Review: 'It Was Just an Accident' shows director Jafar Panahi telling a moving story of revenge and doubt, while slyly skewering the Iranian regime

October 30, 2025 by Sean P. Means

Sometimes the best art comes from struggling against the forces of oppression arrayed against the artist — and few filmmakers have faced as much oppression as the Iranian director Jafar Panahi, and his new film, the suspenseful and absurdist “It Was Just an Accident,” is among the best films this year. (The jury at Cannes believed so when they awarded it the Palme D’Or.)

Panahi has been directing movies since 1995, with his debut “The White Balloon,” a tender and heartbreaking story about a little boy wanting nothing more than a goldfish for the new year. In the decade that followed, Panahi made small, sometimes delicate movies, usually with non-professional actors and often trying to skirt the rules of the strict Iranian authorities. 

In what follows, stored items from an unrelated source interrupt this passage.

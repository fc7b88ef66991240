//! Shared types for the locmap scanning pipeline.
//!
//! This crate holds everything both sides of the wire agree on:
//! - Configuration types for the coordinator and the scanner
//! - Request/response types for the coordinator API
//! - The RFC 1876 LOC record parser
//! - Root-domain (effective TLD + 1) extraction

pub mod api;
pub mod config;
pub mod error;
pub mod loc;
pub mod rootdomain;

pub use error::{Error, Result};
pub use loc::{parse_loc, parse_loc_lenient};
pub use rootdomain::root_domain;
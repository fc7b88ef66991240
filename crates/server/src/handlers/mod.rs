//! HTTP handlers for the coordinator API.

pub mod admin;
pub mod public;
pub mod scanner;

pub use admin::*;
pub use public::*;
pub use scanner::*;

use crate::error::ApiResult;
use axum::Json;
use serde_json::{Value, json};

/// Handler for GET /health (unauthenticated, for probes).
pub async fn health_check() -> ApiResult<Json<Value>> {
    Ok(Json(json!({ "status": "ok" })))
}
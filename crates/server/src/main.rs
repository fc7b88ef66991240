//! locmap coordinator binary.

use anyhow::{Context, Result};
use clap::Parser;
use figment::Figment;
use figment::providers::{Env, Format, Toml};
use locmap_core::config::AppConfig;
use locmap_server::feeder::upstream::{self, CorpusClient};
use locmap_server::feeder::Feeder;
use locmap_server::reaper::Reaper;
use locmap_server::{AppState, create_router};
use std::net::SocketAddr;
use tokio_util::sync::CancellationToken;
use tracing_subscriber::{layer::SubscriberExt, util::SubscriberInitExt};

/// locmap - distributed DNS LOC record scanning, coordinator side
#[derive(Parser, Debug)]
#[command(name = "locmapd")]
#[command(version, about, long_about = None)]
struct Args {
    /// Path to configuration file
    #[arg(
        short,
        long,
        env = "LOCMAP_CONFIG",
        default_value = "config/coordinator.toml"
    )]
    config: String,
}

#[tokio::main]
async fn main() -> Result<()> {
    let args = Args::parse();

    tracing_subscriber::registry()
        .with(
            tracing_subscriber::EnvFilter::try_from_default_env()
                .unwrap_or_else(|_| "info,tower_http=info".into()),
        )
        .with(tracing_subscriber::fmt::layer())
        .init();

    tracing::info!("locmap coordinator v{}", env!("CARGO_PKG_VERSION"));

    // Load configuration (file is optional, env vars can provide everything)
    let config_path = std::path::Path::new(&args.config);
    let mut figment = Figment::new();
    if config_path.exists() {
        tracing::info!(config_path = %args.config, "Loading configuration from file");
        figment = figment.merge(Toml::file(&args.config));
    } else {
        tracing::debug!("No config file found at {}", args.config);
    }

    let config: AppConfig = figment
        .merge(Env::prefixed("LOCMAP_").split("__"))
        .extract()
        .context("failed to load configuration")?;

    // Initialize the store and run migrations
    let store = locmap_store::from_config(&config.database)
        .await
        .context("failed to initialize store")?;
    store
        .health_check()
        .await
        .context("store health check failed")?;
    tracing::info!("Store initialized");

    let state = AppState::new(config.clone(), store.clone());

    // Background tasks all hang off one cancellation token.
    let cancel = CancellationToken::new();

    let updater = locmap_server::metrics::Updater::new(
        store.clone(),
        state.metrics.clone(),
        config.server.metrics_interval(),
        config.server.heartbeat_timeout(),
    );
    tokio::spawn(updater.run(cancel.clone()));

    let reaper = Reaper::new(
        store.clone(),
        config.reaper.clone(),
        config.server.heartbeat_timeout(),
        state.metrics.clone(),
    );
    tokio::spawn(reaper.run(cancel.clone()));

    let feeder = Feeder::new(store.clone(), config.feeder.clone(), state.metrics.clone())
        .context("failed to build feeder")?;
    tokio::spawn(feeder.run(cancel.clone()));

    // Initial file discovery (non-blocking; the admin endpoint can
    // re-run it at any time)
    {
        let store = store.clone();
        let upstream_config = config.feeder.upstream.clone();
        tokio::spawn(async move {
            tracing::info!("Starting initial file discovery");
            let client = match CorpusClient::new(&upstream_config) {
                Ok(client) => client,
                Err(e) => {
                    tracing::warn!(error = %e, "Discovery client build failed");
                    return;
                }
            };
            match upstream::discover_files(&client, store.as_ref()).await {
                Ok(count) => tracing::info!(count, "Initial file discovery complete"),
                Err(e) => tracing::warn!(error = %e, "Initial file discovery failed"),
            }
        });
    }

    let app = create_router(state);

    let addr: SocketAddr = config.server.bind.parse().context("invalid bind address")?;
    let listener = tokio::net::TcpListener::bind(addr)
        .await
        .with_context(|| format!("failed to bind to {addr}"))?;
    tracing::info!("Coordinator listening on {addr}");

    let shutdown = cancel.clone();
    axum::serve(listener, app)
        .with_graceful_shutdown(async move {
            wait_for_signal().await;
            tracing::info!("Shutting down");
            shutdown.cancel();
        })
        .await?;

    tracing::info!("Goodbye");
    Ok(())
}

/// Resolve on SIGINT or SIGTERM.
async fn wait_for_signal() {
    let ctrl_c = async {
        tokio::signal::ctrl_c().await.ok();
    };

    #[cfg(unix)]
    let terminate = async {
        match tokio::signal::unix::signal(tokio::signal::unix::SignalKind::terminate()) {
            Ok(mut sig) => {
                sig.recv().await;
            }
            Err(_) => std::future::pending().await,
        }
    };

    #[cfg(not(unix))]
    let terminate = std::future::pending::<()>();

    tokio::select! {
        _ = ctrl_c => {}
        _ = terminate => {}
    }
}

When you have time for a movie marathon, find “The Mirror” (1997), “The Circle” (2000) and particularly “Offside” (2006) — which depicted women trying to sneak into a soccer match, and which Panahi filmed partly in secret at an actual World Cup qualifying match.

After that, though, the Iranian regime cracked down. They arrested and jailed Panahi in 2010, and he was sentenced to six years imprisonment (he served a year and a half, then moved to house arrest) and a 20-year ban on making movies. He’s still managed to make six movies since, all of them illegally, sometimes having digital footage smuggled out of Iran. (Previously, my favorite of Panahi’s post-arrest movies was “Taxi,” in which the director played himself as a cab driver in Tehran — with his camera mounted on the dashboard.)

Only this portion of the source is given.